Below are some records. Set each one down exactly as it reads.

**INFORMATION SUPPLIED**:
......
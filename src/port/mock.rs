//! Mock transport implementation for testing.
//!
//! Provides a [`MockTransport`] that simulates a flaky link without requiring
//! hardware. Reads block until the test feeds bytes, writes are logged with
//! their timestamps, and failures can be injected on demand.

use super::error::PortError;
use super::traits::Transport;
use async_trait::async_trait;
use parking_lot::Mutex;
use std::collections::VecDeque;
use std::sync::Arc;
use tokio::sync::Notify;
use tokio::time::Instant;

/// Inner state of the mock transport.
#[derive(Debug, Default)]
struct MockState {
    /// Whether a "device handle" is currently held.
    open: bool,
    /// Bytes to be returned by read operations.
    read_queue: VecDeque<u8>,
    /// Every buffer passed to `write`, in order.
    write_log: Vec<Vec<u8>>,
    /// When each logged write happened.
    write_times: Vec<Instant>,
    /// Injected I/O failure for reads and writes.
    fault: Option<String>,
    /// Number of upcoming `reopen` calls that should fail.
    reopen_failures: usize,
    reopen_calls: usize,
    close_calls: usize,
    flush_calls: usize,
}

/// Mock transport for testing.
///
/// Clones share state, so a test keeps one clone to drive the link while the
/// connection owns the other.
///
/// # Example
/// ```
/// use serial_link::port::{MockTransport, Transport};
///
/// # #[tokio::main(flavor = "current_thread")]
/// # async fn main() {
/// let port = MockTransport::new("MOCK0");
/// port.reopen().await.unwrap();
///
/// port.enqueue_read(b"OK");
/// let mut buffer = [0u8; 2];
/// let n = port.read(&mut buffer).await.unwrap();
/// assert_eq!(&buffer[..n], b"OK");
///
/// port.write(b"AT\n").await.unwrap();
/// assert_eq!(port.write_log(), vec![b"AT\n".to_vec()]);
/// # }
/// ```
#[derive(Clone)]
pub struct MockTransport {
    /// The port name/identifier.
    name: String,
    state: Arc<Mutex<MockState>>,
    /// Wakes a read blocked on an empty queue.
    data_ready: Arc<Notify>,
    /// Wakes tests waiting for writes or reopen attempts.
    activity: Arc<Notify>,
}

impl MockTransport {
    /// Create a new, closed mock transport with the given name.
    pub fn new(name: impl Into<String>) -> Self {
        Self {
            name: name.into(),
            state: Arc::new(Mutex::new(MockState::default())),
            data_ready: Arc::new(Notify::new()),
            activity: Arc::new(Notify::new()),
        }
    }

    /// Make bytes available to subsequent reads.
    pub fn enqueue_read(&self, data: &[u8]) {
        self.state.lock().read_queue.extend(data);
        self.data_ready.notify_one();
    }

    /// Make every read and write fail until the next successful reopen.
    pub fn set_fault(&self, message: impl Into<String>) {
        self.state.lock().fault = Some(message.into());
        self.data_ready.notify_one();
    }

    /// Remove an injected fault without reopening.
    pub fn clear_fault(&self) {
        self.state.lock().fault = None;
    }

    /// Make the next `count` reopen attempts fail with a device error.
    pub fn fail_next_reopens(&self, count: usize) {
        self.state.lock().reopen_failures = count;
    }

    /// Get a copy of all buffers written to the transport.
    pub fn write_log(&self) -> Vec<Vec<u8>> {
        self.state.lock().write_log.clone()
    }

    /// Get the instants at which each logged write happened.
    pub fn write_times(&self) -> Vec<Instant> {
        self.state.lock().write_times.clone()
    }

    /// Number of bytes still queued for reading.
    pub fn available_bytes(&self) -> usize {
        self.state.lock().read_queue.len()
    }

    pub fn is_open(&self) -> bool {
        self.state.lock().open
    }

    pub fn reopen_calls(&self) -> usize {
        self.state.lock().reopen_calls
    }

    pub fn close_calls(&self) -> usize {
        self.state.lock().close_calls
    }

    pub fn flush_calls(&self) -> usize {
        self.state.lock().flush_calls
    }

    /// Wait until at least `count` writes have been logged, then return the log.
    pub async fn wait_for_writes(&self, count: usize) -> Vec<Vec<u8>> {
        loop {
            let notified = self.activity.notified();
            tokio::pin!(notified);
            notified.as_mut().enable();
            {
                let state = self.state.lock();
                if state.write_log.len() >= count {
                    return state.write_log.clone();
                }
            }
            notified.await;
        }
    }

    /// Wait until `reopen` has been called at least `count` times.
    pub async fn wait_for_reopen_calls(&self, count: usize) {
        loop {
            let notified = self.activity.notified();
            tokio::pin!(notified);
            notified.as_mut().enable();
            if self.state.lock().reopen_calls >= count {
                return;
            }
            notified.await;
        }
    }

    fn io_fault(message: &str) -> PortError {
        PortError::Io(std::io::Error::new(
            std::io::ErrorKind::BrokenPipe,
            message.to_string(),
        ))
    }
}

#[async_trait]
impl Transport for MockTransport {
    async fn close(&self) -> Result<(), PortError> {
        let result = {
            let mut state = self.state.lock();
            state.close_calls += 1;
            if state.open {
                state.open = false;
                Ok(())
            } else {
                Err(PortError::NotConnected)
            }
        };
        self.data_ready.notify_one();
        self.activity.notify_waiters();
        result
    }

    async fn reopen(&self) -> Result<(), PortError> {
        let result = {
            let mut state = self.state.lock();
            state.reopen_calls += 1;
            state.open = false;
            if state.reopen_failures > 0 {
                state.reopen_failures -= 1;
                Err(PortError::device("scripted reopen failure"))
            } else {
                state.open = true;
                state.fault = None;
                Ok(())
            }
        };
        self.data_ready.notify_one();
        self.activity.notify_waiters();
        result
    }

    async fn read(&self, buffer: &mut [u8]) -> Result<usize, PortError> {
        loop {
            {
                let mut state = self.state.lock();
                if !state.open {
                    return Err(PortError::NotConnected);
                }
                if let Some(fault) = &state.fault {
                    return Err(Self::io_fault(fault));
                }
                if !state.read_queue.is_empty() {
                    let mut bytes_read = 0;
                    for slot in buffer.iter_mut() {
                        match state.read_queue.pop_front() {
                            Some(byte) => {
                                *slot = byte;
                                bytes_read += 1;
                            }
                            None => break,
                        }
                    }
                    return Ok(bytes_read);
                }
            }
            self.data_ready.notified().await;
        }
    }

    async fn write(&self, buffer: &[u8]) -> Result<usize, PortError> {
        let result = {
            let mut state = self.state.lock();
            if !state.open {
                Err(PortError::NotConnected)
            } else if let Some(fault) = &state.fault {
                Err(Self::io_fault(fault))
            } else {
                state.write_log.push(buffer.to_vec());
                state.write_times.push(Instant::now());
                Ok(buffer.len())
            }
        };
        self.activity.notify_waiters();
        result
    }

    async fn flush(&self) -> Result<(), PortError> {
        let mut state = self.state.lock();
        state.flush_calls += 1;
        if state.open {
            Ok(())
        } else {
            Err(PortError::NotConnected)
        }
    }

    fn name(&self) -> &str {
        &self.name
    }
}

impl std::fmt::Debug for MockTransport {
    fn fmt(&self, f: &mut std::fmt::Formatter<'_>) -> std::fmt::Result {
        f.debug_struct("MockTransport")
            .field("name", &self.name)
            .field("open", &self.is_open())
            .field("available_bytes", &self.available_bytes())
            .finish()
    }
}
......
**RESULT OF THE EXERCISE**:
filename src/port/mock.rs
//! Mock transport implementation for testing.
//!
//! Provides a [`MockTransport`] that simulates a flaky link without requiring
//! hardware. Reads block until the test feeds bytes, writes are logged with
//! their timestamps, and failures can be injected on demand.

use super::error::PortError;
use super::traits::Transport;
use async_trait::async_trait;
use parking_lot::Mutex;
use std::collections::VecDeque;
use std::sync::Arc;
use tokio::sync::Notify;
use tokio::time::Instant;

/// Inner state of the mock transport.
#[derive(Debug, Default)]
struct MockState {
    /// Whether a "device handle" is currently held.
    open: bool,
    /// Bytes to be returned by read operations.
    read_queue: VecDeque<u8>,
    /// Every buffer passed to `write`, in order.
    write_log: Vec<Vec<u8>>,
    /// When each logged write happened.
    write_times: Vec<Instant>,
    /// Injected I/O failure for reads and writes.
    fault: Option<String>,
    /// Number of upcoming `reopen` calls that should fail.
    reopen_failures: usize,
    reopen_calls: usize,
    close_calls: usize,
    flush_calls: usize,
}

/// Mock transport for testing.
///
/// Clones share state, so a test keeps one clone to drive the link while the
/// connection owns the other.
///
/// # Example
/// ```
/// use serial_link::port::{MockTransport, Transport};
///
/// # #[tokio::main(flavor = "current_thread")]
/// # async fn main() {
/// let port = MockTransport::new("MOCK0");
/// port.reopen().await.unwrap();
///
/// port.enqueue_read(b"OK");
/// let mut buffer = [0u8; 2];
/// let n = port.read(&mut buffer).await.unwrap();
/// assert_eq!(&buffer[..n], b"OK");
///
/// port.write(b"AT\n").await.unwrap();
/// assert_eq!(port.write_log(), vec![b"AT\n".to_vec()]);
/// # }
/// ```
#[derive(Clone)]
pub struct MockTransport {
    /// The port name/identifier.
    name: String,
    state: Arc<Mutex<MockState>>,
    /// Wakes a read blocked on an empty queue.
    data_ready: Arc<Notify>,
    /// Wakes tests waiting for writes or reopen attempts.
    activity: Arc<Notify>,
}

impl MockTransport {
    /// Create a new, closed mock transport with the given name.
    pub fn new(name: impl Into<String>) -> Self {
        Self {
            name: name.into(),
            state: Arc::new(Mutex::new(MockState::default())),
            data_ready: Arc::new(Notify::new()),
            activity: Arc::new(Notify::new()),
        }
    }

    /// Make bytes available to subsequent reads.
    pub fn enqueue_read(&self, data: &[u8]) {
        self.state.lock().read_queue.extend(data);
        self.data_ready.notify_one();
    }

    /// Make every read and write fail until the next successful reopen.
    pub fn set_fault(&self, message: impl Into<String>) {
        self.state.lock().fault = Some(message.into());
        self.data_ready.notify_one();
    }

    /// Remove an injected fault without reopening.
    pub fn clear_fault(&self) {
        self.state.lock().fault = None;
    }

    /// Make the next `count` reopen attempts fail with a device error.
    pub fn fail_next_reopens(&self, count: usize) {
        self.state.lock().reopen_failures = count;
    }

    /// Get a copy of all buffers written to the transport.
    pub fn write_log(&self) -> Vec<Vec<u8>> {
        self.state.lock().write_log.clone()
    }

    /// Get the instants at which each logged write happened.
    pub fn write_times(&self) -> Vec<Instant> {
        self.state.lock().write_times.clone()
    }

    /// Number of bytes still queued for reading.
    pub fn available_bytes(&self) -> usize {
        self.state.lock().read_queue.len()
    }

    pub fn is_open(&self) -> bool {
        self.state.lock().open
    }

    pub fn reopen_calls(&self) -> usize {
        self.state.lock().reopen_calls
    }

    pub fn close_calls(&self) -> usize {
        self.state.lock().close_calls
    }

    pub fn flush_calls(&self) -> usize {
        self.state.lock().flush_calls
    }

    /// Wait until at least `count` writes have been logged, then return the log.
    pub async fn wait_for_writes(&self, count: usize) -> Vec<Vec<u8>> {
        loop {
            let notified = self.activity.notified();
            tokio::pin!(notified);
            notified.as_mut().enable();
            {
                let state = self.state.lock();
                if state.write_log.len() >= count {
                    return state.write_log.clone();
                }
            }
            notified.await;
        }
    }

    /// Wait until `reopen` has been called at least `count` times.
    pub async fn wait_for_reopen_calls(&self, count: usize) {
        loop {
            let notified = self.activity.notified();
            tokio::pin!(notified);
            notified.as_mut().enable();
            if self.state.lock().reopen_calls >= count {
                return;
            }
            notified.await;
        }
    }

    fn io_fault(message: &str) -> PortError {
        PortError::Io(std::io::Error::new(
            std::io::ErrorKind::BrokenPipe,
            message.to_string(),
        ))
    }
}

#[async_trait]
impl Transport for MockTransport {
    async fn close(&self) -> Result<(), PortError> {
        let result = {
            let mut state = self.state.lock();
            state.close_calls += 1;
            if state.open {
                state.open = false;
                Ok(())
            } else {
                Err(PortError::NotConnected)
            }
        };
        self.data_ready.notify_one();
        self.activity.notify_waiters();
        result
    }

    async fn reopen(&self) -> Result<(), PortError> {
        let result = {
            let mut state = self.state.lock();
            state.reopen_calls += 1;
            state.open = false;
            if state.reopen_failures > 0 {
                state.reopen_failures -= 1;
                Err(PortError::device("scripted reopen failure"))
            } else {
                state.open = true;
                state.fault = None;
                Ok(())
            }
        };
        self.data_ready.notify_one();
        self.activity.notify_waiters();
        result
    }

    async fn read(&self, buffer: &mut [u8]) -> Result<usize, PortError> {
        loop {
            {
                let mut state = self.state.lock();
                if !state.open {
                    return Err(PortError::NotConnected);
                }
                if let Some(fault) = &state.fault {
                    return Err(Self::io_fault(fault));
                }
                if !state.read_queue.is_empty() {
                    let mut bytes_read = 0;
                    for slot in buffer.iter_mut() {
                        match state.read_queue.pop_front() {
                            Some(byte) => {
                                *slot = byte;
                                bytes_read += 1;
                            }
                            None => break,
                        }
                    }
                    return Ok(bytes_read);
                }
            }
            self.data_ready.notified().await;
        }
    }

    async fn write(&self, buffer: &[u8]) -> Result<usize, PortError> {
        let result = {
            let mut state = self.state.lock();
            if !state.open {
                Err(PortError::NotConnected)
            } else if let Some(fault) = &state.fault {
                Err(Self::io_fault(fault))
            } else {
                state.write_log.push(buffer.to_vec());
                state.write_times.push(Instant::now());
                Ok(buffer.len())
            }
        };
        self.activity.notify_waiters();
        result
    }

    async fn flush(&self) -> Result<(), PortError> {
        let mut state = self.state.lock();
        state.flush_calls += 1;
        if state.open {
            Ok(())
        } else {
            Err(PortError::NotConnected)
        }
    }

    fn name(&self) -> &str {
        &self.name
    }
}

impl std::fmt::Debug for MockTransport {
    fn fmt(&self, f: &mut std::fmt::Formatter<'_>) -> std::fmt::Result {
        f.debug_struct("MockTransport")
            .field("name", &self.name)
            .field("open", &self.is_open())
            .field("available_bytes", &self.available_bytes())
            .finish()
    }
}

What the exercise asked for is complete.